**TASK INSTRUCTIONS**
Extract each line from the entries below that has the string "Option" in it.

··· EXTRACTED RECORDS

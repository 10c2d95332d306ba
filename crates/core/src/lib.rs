//! Shared primitives for all Rust crates in Mailtrail.

#![forbid(unsafe_code)]

use std::fmt::{Display, Formatter};
use std::str::FromStr;

use serde::{Deserialize, Serialize};
use thiserror::Error;
use uuid::Uuid;

/// Result type used across Mailtrail crates.
pub type AppResult<T> = Result<T, AppError>;

/// A validated non-empty UTF-8 string.
#[derive(Debug, Clone, PartialEq, Eq, Hash, Serialize, Deserialize)]
pub struct NonEmptyString(String);

impl NonEmptyString {
    /// Creates a validated non-empty string.
    pub fn new(value: impl Into<String>) -> AppResult<Self> {
        let value = value.into();
        if value.trim().is_empty() {
            return Err(AppError::Validation(
                "value must not be empty or whitespace".to_owned(),
            ));
        }

        Ok(Self(value))
    }

    /// Returns the underlying string slice.
    #[must_use]
    pub fn as_str(&self) -> &str {
        self.0.as_str()
    }
}

impl From<NonEmptyString> for String {
    fn from(value: NonEmptyString) -> Self {
        value.0
    }
}

/// Analysis session identifier keying one uploaded dataset.
#[derive(Debug, Clone, Copy, PartialEq, Eq, Hash, Serialize, Deserialize)]
pub struct SessionId(Uuid);

impl SessionId {
    /// Creates a random session identifier.
    #[must_use]
    pub fn new() -> Self {
        Self(Uuid::new_v4())
    }

    /// Creates a session identifier from an existing UUID value.
    #[must_use]
    pub fn from_uuid(value: Uuid) -> Self {
        Self(value)
    }

    /// Returns the underlying UUID value.
    #[must_use]
    pub fn as_uuid(&self) -> Uuid {
        self.0
    }
}

impl Default for SessionId {
    fn default() -> Self {
        Self::new()
    }
}

impl Display for SessionId {
    fn fmt(&self, formatter: &mut Formatter<'_>) -> std::fmt::Result {
        write!(formatter, "{}", self.0)
    }
}

impl FromStr for SessionId {
    type Err = AppError;

    fn from_str(value: &str) -> Result<Self, Self::Err> {
        Uuid::parse_str(value)
            .map(Self)
            .map_err(|error| AppError::Validation(format!("invalid session id: {error}")))
    }
}

/// Common application error categories.
#[derive(Debug, Error)]
pub enum AppError {
    /// Invalid input or violated invariant.
    #[error("validation error: {0}")]
    Validation(String),

    /// Requested resource does not exist.
    #[error("not found: {0}")]
    NotFound(String),

    /// Write operation conflicts with existing state.
    #[error("conflict: {0}")]
    Conflict(String),

    /// Internal unexpected error.
    #[error("internal error: {0}")]
    Internal(String),
}

#[cfg(test)]
mod tests {
    use std::str::FromStr;

    use super::{NonEmptyString, SessionId};

    #[test]
    fn non_empty_string_rejects_whitespace() {
        let result = NonEmptyString::new("   ");
        assert!(result.is_err());
    }

    #[test]
    fn session_id_formats_as_uuid() {
        let session_id = SessionId::new();
        assert_eq!(session_id.to_string().len(), 36);
    }

    #[test]
    fn session_id_round_trips_through_string() {
        let session_id = SessionId::new();
        let parsed = SessionId::from_str(session_id.to_string().as_str());
        assert_eq!(parsed.ok(), Some(session_id));
    }

    #[test]
    fn session_id_rejects_garbage() {
        assert!(SessionId::from_str("not-a-uuid").is_err());
    }
}
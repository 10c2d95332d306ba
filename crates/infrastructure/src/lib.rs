//! Infrastructure adapters for the Mailtrail application ports.

#![forbid(unsafe_code)]

mod csv_log_parser;
mod in_memory_analysis_cache;
mod in_memory_session_repository;
mod redis_analysis_cache;

pub use csv_log_parser::CsvLogParser;
pub use in_memory_analysis_cache::InMemoryAnalysisCache;
pub use in_memory_session_repository::InMemorySessionRepository;
pub use redis_analysis_cache::RedisAnalysisCache;
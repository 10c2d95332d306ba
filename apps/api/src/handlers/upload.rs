use axum::Json;
use axum::extract::{Multipart, State};
use mailtrail_core::AppError;

use crate::dto::UploadResponse;
use crate::error::ApiResult;
use crate::state::AppState;

const FILE_FIELD: &str = "file";
const USER_MAP_FIELD: &str = "user_map_file";

pub async fn upload_handler(
    State(state): State<AppState>,
    mut multipart: Multipart,
) -> ApiResult<Json<UploadResponse>> {
    let mut upload: Option<(String, Vec<u8>)> = None;
    let mut user_map: Option<Vec<u8>> = None;

    while let Some(field) = multipart
        .next_field()
        .await
        .map_err(|error| AppError::Validation(format!("formulaire invalide : {error}")))?
    {
        let name = field.name().map(ToOwned::to_owned);
        match name.as_deref() {
            Some(FILE_FIELD) => {
                let filename = field
                    .file_name()
                    .map(ToOwned::to_owned)
                    .ok_or_else(|| AppError::Validation("aucun fichier fourni".to_owned()))?;
                let contents = field.bytes().await.map_err(|error| {
                    AppError::Validation(format!("lecture du fichier impossible : {error}"))
                })?;
                upload = Some((filename, contents.to_vec()));
            }
            Some(USER_MAP_FIELD) => {
                let contents = field.bytes().await.map_err(|error| {
                    AppError::Validation(format!("lecture du fichier impossible : {error}"))
                })?;
                user_map = Some(contents.to_vec());
            }
            _ => {}
        }
    }

    let (filename, contents) =
        upload.ok_or_else(|| AppError::Validation("aucun fichier fourni".to_owned()))?;

    let receipt = state
        .ingest_service
        .ingest(filename.as_str(), &contents, user_map.as_deref())
        .await?;

    Ok(Json(UploadResponse::from(receipt)))
}
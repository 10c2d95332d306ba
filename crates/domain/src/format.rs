use chrono::{DateTime, NaiveDateTime, Utc};

/// Display sentinel for absent values.
pub const PLACEHOLDER: &str = "-";

/// Formats a timestamp for table rows and detail panels, `-` when absent.
#[must_use]
pub fn format_timestamp(timestamp: Option<&DateTime<Utc>>) -> String {
    match timestamp {
        Some(value) => value.format("%d/%m/%Y %H:%M").to_string(),
        None => PLACEHOLDER.to_owned(),
    }
}

/// Parses an audit payload timestamp (RFC 3339 with or without offset).
#[must_use]
pub fn parse_audit_timestamp(value: &str) -> Option<DateTime<Utc>> {
    if let Ok(parsed) = DateTime::parse_from_rfc3339(value) {
        return Some(parsed.with_timezone(&Utc));
    }

    // Unified audit exports commonly omit the offset; they are UTC.
    NaiveDateTime::parse_from_str(value, "%Y-%m-%dT%H:%M:%S")
        .ok()
        .map(|naive| naive.and_utc())
}

/// Formats a byte count with a binary unit, e.g. `1.5 KB`.
#[must_use]
pub fn format_bytes(bytes: u64) -> String {
    const UNITS: [&str; 4] = ["B", "KB", "MB", "GB"];

    if bytes == 0 {
        return "0 B".to_owned();
    }

    let exponent = (bytes.ilog2() / 10).min(3) as usize;
    let scaled = bytes as f64 / f64::from(1u32 << (10 * exponent as u32));
    let rounded = (scaled * 100.0).round() / 100.0;

    format!("{} {}", trim_decimal(rounded), UNITS[exponent])
}

/// Converts backslash folder path separators to forward slashes.
#[must_use]
pub fn normalize_folder_path(path: &str) -> String {
    path.replace('\\', "/")
}

fn trim_decimal(value: f64) -> String {
    let text = format!("{value:.2}");
    text.trim_end_matches('0').trim_end_matches('.').to_owned()
}

#[cfg(test)]
mod tests {
    use chrono::{TimeZone, Utc};

    use super::{format_bytes, format_timestamp, normalize_folder_path, parse_audit_timestamp};

    #[test]
    fn timestamp_renders_day_first() {
        let timestamp = Utc.with_ymd_and_hms(2024, 3, 9, 14, 5, 0).single();
        assert_eq!(
            format_timestamp(timestamp.as_ref()),
            "09/03/2024 14:05".to_owned()
        );
    }

    #[test]
    fn missing_timestamp_renders_placeholder() {
        assert_eq!(format_timestamp(None), "-");
    }

    #[test]
    fn audit_timestamp_parses_without_offset() {
        let parsed = parse_audit_timestamp("2024-03-09T14:05:00");
        assert!(parsed.is_some());
    }

    #[test]
    fn audit_timestamp_parses_with_offset() {
        let parsed = parse_audit_timestamp("2024-03-09T14:05:00Z");
        assert!(parsed.is_some());
    }

    #[test]
    fn bytes_format_scales_units() {
        assert_eq!(format_bytes(0), "0 B");
        assert_eq!(format_bytes(512), "512 B");
        assert_eq!(format_bytes(1536), "1.5 KB");
        assert_eq!(format_bytes(2 * 1024 * 1024), "2 MB");
    }

    #[test]
    fn folder_paths_use_forward_slashes() {
        assert_eq!(
            normalize_folder_path("\\Inbox\\Archive"),
            "/Inbox/Archive".to_owned()
        );
    }
}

······

**RESULT OF THIS EXERCISE**
    let mut upload: Option<(String, Vec<u8>)> = None;
    let mut user_map: Option<Vec<u8>> = None;
pub fn format_timestamp(timestamp: Option<&DateTime<Utc>>) -> String {
pub fn parse_audit_timestamp(value: &str) -> Option<DateTime<Utc>> {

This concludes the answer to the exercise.